## WHAT THIS TASK INVOLVES
What you give back should match the entries below character for character.
----
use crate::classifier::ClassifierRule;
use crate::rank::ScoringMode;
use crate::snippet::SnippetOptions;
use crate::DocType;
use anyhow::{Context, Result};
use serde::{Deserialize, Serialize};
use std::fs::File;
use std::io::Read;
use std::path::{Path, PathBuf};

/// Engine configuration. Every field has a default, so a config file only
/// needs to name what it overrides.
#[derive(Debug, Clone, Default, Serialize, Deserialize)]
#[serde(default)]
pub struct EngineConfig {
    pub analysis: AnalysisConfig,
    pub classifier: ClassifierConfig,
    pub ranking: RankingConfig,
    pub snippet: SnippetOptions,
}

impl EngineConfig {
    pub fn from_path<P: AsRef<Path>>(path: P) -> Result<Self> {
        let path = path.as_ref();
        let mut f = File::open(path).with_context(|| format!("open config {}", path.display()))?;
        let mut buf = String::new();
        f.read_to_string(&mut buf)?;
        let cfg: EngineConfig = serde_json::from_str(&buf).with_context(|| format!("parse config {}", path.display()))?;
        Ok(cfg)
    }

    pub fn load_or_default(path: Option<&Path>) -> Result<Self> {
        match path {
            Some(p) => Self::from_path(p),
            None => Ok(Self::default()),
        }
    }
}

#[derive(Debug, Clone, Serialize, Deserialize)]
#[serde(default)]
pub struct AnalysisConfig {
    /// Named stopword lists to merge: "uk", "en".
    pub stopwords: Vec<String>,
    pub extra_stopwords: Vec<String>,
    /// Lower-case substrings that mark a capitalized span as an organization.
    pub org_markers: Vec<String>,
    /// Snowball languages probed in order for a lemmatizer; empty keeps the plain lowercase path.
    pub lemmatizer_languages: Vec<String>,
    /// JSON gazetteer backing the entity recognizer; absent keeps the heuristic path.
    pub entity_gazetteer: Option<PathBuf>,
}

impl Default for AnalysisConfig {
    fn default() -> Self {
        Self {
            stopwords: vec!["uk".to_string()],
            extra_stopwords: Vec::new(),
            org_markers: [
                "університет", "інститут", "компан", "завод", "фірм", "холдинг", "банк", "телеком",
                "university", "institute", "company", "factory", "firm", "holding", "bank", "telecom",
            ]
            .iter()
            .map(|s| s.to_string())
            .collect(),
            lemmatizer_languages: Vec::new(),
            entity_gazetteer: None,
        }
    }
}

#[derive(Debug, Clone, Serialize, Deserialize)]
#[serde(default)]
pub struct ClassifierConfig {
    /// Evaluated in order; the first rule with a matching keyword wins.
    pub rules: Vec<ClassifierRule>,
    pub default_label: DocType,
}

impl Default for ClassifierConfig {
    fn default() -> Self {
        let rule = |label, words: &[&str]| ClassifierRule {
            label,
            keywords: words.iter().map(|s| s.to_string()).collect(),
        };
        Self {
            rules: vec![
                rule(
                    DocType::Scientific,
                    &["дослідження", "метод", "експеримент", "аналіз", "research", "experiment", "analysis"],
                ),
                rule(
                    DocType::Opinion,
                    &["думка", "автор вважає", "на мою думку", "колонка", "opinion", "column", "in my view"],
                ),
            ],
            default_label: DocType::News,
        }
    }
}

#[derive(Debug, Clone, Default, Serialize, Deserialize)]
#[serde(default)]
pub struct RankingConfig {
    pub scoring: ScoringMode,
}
----
## RESULT BELOW
use crate::classifier::ClassifierRule;
use crate::rank::ScoringMode;
use crate::snippet::SnippetOptions;
use crate::DocType;
use anyhow::{Context, Result};
use serde::{Deserialize, Serialize};
use std::fs::File;
use std::io::Read;
use std::path::{Path, PathBuf};

/// Engine configuration. Every field has a default, so a config file only
/// needs to name what it overrides.
#[derive(Debug, Clone, Default, Serialize, Deserialize)]
#[serde(default)]
pub struct EngineConfig {
    pub analysis: AnalysisConfig,
    pub classifier: ClassifierConfig,
    pub ranking: RankingConfig,
    pub snippet: SnippetOptions,
}

impl EngineConfig {
    pub fn from_path<P: AsRef<Path>>(path: P) -> Result<Self> {
        let path = path.as_ref();
        let mut f = File::open(path).with_context(|| format!("open config {}", path.display()))?;
        let mut buf = String::new();
        f.read_to_string(&mut buf)?;
        let cfg: EngineConfig = serde_json::from_str(&buf).with_context(|| format!("parse config {}", path.display()))?;
        Ok(cfg)
    }

    pub fn load_or_default(path: Option<&Path>) -> Result<Self> {
        match path {
            Some(p) => Self::from_path(p),
            None => Ok(Self::default()),
        }
    }
}

#[derive(Debug, Clone, Serialize, Deserialize)]
#[serde(default)]
pub struct AnalysisConfig {
    /// Named stopword lists to merge: "uk", "en".
    pub stopwords: Vec<String>,
    pub extra_stopwords: Vec<String>,
    /// Lower-case substrings that mark a capitalized span as an organization.
    pub org_markers: Vec<String>,
    /// Snowball languages probed in order for a lemmatizer; empty keeps the plain lowercase path.
    pub lemmatizer_languages: Vec<String>,
    /// JSON gazetteer backing the entity recognizer; absent keeps the heuristic path.
    pub entity_gazetteer: Option<PathBuf>,
}

impl Default for AnalysisConfig {
    fn default() -> Self {
        Self {
            stopwords: vec!["uk".to_string()],
            extra_stopwords: Vec::new(),
            org_markers: [
                "університет", "інститут", "компан", "завод", "фірм", "холдинг", "банк", "телеком",
                "university", "institute", "company", "factory", "firm", "holding", "bank", "telecom",
            ]
            .iter()
            .map(|s| s.to_string())
            .collect(),
            lemmatizer_languages: Vec::new(),
            entity_gazetteer: None,
        }
    }
}

#[derive(Debug, Clone, Serialize, Deserialize)]
#[serde(default)]
pub struct ClassifierConfig {
    /// Evaluated in order; the first rule with a matching keyword wins.
    pub rules: Vec<ClassifierRule>,
    pub default_label: DocType,
}

impl Default for ClassifierConfig {
    fn default() -> Self {
        let rule = |label, words: &[&str]| ClassifierRule {
            label,
            keywords: words.iter().map(|s| s.to_string()).collect(),
        };
        Self {
            rules: vec![
                rule(
                    DocType::Scientific,
                    &["дослідження", "метод", "експеримент", "аналіз", "research", "experiment", "analysis"],
                ),
                rule(
                    DocType::Opinion,
                    &["думка", "автор вважає", "на мою думку", "колонка", "opinion", "column", "in my view"],
                ),
            ],
            default_label: DocType::News,
        }
    }
}

#[derive(Debug, Clone, Default, Serialize, Deserialize)]
#[serde(default)]
pub struct RankingConfig {
    pub scoring: ScoringMode,
}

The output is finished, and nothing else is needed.